Around mile 44, I encountered lots of mud that was not rideable. This muddy section continued for a few miles.
A very small section is blocked off by concrete blocks around mile 48.75 because the river is eroding the hillside. I tip toed through on the trail, but you really have no idea if this is solid ground. Be smart and go around it.
All in all, it was a great ride but challenging in some areas. Well marked until you get to 101. Just remember to go left at that point. I missed that turn.

Interurban Trail (North)

Too many road crossings!

April, 2018 by paula666

I am happy that this trail exists, but it is hard to get in a rhythm riding it, as every mile or so the trail crosses a busy street, many with no lighted crossing. It is also highly urban, and much of the old right-of-way is gone, requiring the trail to take constant diversions. As noted in another comment, there are some "interesting" people on the trail as well from time to time. It's worth riding once or twice, but I much prefer more intact, scenic and safer trails like the Centennial.

East Lake Sammamish Trail

Entry point also through Sixty acres park

March, 2018 by jaya.nigam

Since I spent a lot of time yesterday in trying to figure out a way in to the trail and wasn't keen on doing the whole 11 miles of it, I parked in Sixty Acres park Gate C and on the extreme left of the parking lot, there's a path to join the trail. I went left from there and walked for 40 or so minutes before turning back. So if you just want a short walk of an hour or so, parking at Sixty Acres park might work for you.

SR 520 Trail

SR 520

March, 2018 by anajay1983

Beautiful, easy bike ride across Lake Washington. A couple of small hills at either end to get to bridge deck but what goes up must come down. Many points to pull off and rest along bridge.

We access from eastside from several points: Evergreen Point Park and Ride. South Kirkland Park and Ride. Hidden Valley. Etc. And like to connect to Burke Gilman on Seattle side.

Have been doing since the kids were 11, however, if you have little ones, or they are still learning, there are alot of speedy bikes on weekend and during commutes so avoid those times.

Cross Kirkland Corridor

If you live in, or at least commute through Kirkland, this trail is your new best friend.
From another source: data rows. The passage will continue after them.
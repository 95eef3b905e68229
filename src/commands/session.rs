//! Session and status handlers: login, logout, status.

use chapchap_core::config::Config;
use chapchap_evolution::EvolutionClient;
use chapchap_store::Store;
use console::style;

pub async fn handle_login(store: &Store, email: &str, name: Option<&str>) -> anyhow::Result<()> {
    let email = email.trim();
    if email.is_empty() || !email.contains('@') {
        anyhow::bail!("a valid email address is required");
    }
    let user = store.login(email, name).await?;
    println!(
        "{} Signed in as {} <{}>",
        style("✔").green(),
        user.name,
        user.email
    );
    Ok(())
}

pub async fn handle_logout(store: &Store) -> anyhow::Result<()> {
    store.logout().await?;
    println!("Signed out.");
    Ok(())
}

pub async fn handle_status(
    config_path: &str,
    cfg: &Config,
    gateway: &EvolutionClient,
    store: &Store,
) -> anyhow::Result<()> {
    println!("Chapchap Status Check\n");
    println!("Config: {config_path}");
    println!("Data dir: {}", cfg.chapchap.data_dir);
    println!();

    let reachable = gateway.is_reachable().await;
    println!(
        "  gateway: {} ({})",
        gateway.base_url(),
        if reachable {
            style("reachable").green().to_string()
        } else {
            style("unreachable").red().to_string()
        }
    );
    println!(
        "  api key: {}",
        if cfg.gateway.api_key.is_empty() {
            "missing"
        } else {
            "configured"
        }
    );

    match store.current_user().await? {
        Some(user) => println!("  session: {} <{}>", user.name, user.email),
        None => println!("  session: not logged in"),
    }

    let instances = store.instances().await?;
    let live = instances.iter().filter(|i| i.status.is_open()).count();
    println!("  instances: {} ({live} live at last sync)", instances.len());
    Ok(())
}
March, 2018 by jsnnnooottt

This trail is super convenient. It’s gravel, but pretty compact, so even with a road bike you should be fine. Just make sure to give yourself an extra few yards of stopping distance. It has a lot of road crossings, but each one has a button that immediately flashes a bunch of annoying yellow lights at the crossing traffic, which is legally required to stop immediately, so no more waiting for long periods of time at stop lights. The greatest part about it is that it used to be a train track, so the entire trail is super level. No matter which way you go, it almost always feels as if you’re riding downhill. Overall I think this trail is great for committing, and fun for leisurely Sunday cruises. Give it a try!

Chehalis Western Trail

Great Trail to Prep for STP

March, 2018 by wyattrj

I used the combination of Yelm-Tenino and Chehalis West trails last year to get ready for the Seattle to Portland ride. Start in Tenino and ride out to where the trail intersects with Chehalis then ride that trail to where the trail crosses South Bay road turn around there and you get around 50 miles of riding. Gas station on South Bay Rd is a good place to replenish water, etc. The weird little dirt part of the trail off of Rainier Road is the only issue. If you haven't ridden there before the trail drops down along Rainier Road for a couple of blocks then there is a sharp left onto this hard packed dirt part of the trail. Take it slow. It is pretty short and then the trail opens up to a very wide paved stretch. Great trail throughout. Quiet nice scenery and strategically placed facilities.

Soos Creek Trail

Fantastic Bike Ride

November, 2017 by joally

Really chill bike ride, out and back is a nice way to get the day going. Beautiful scenery with glimpses of Mt. Rainier every now and again. Lots of birds and fall color.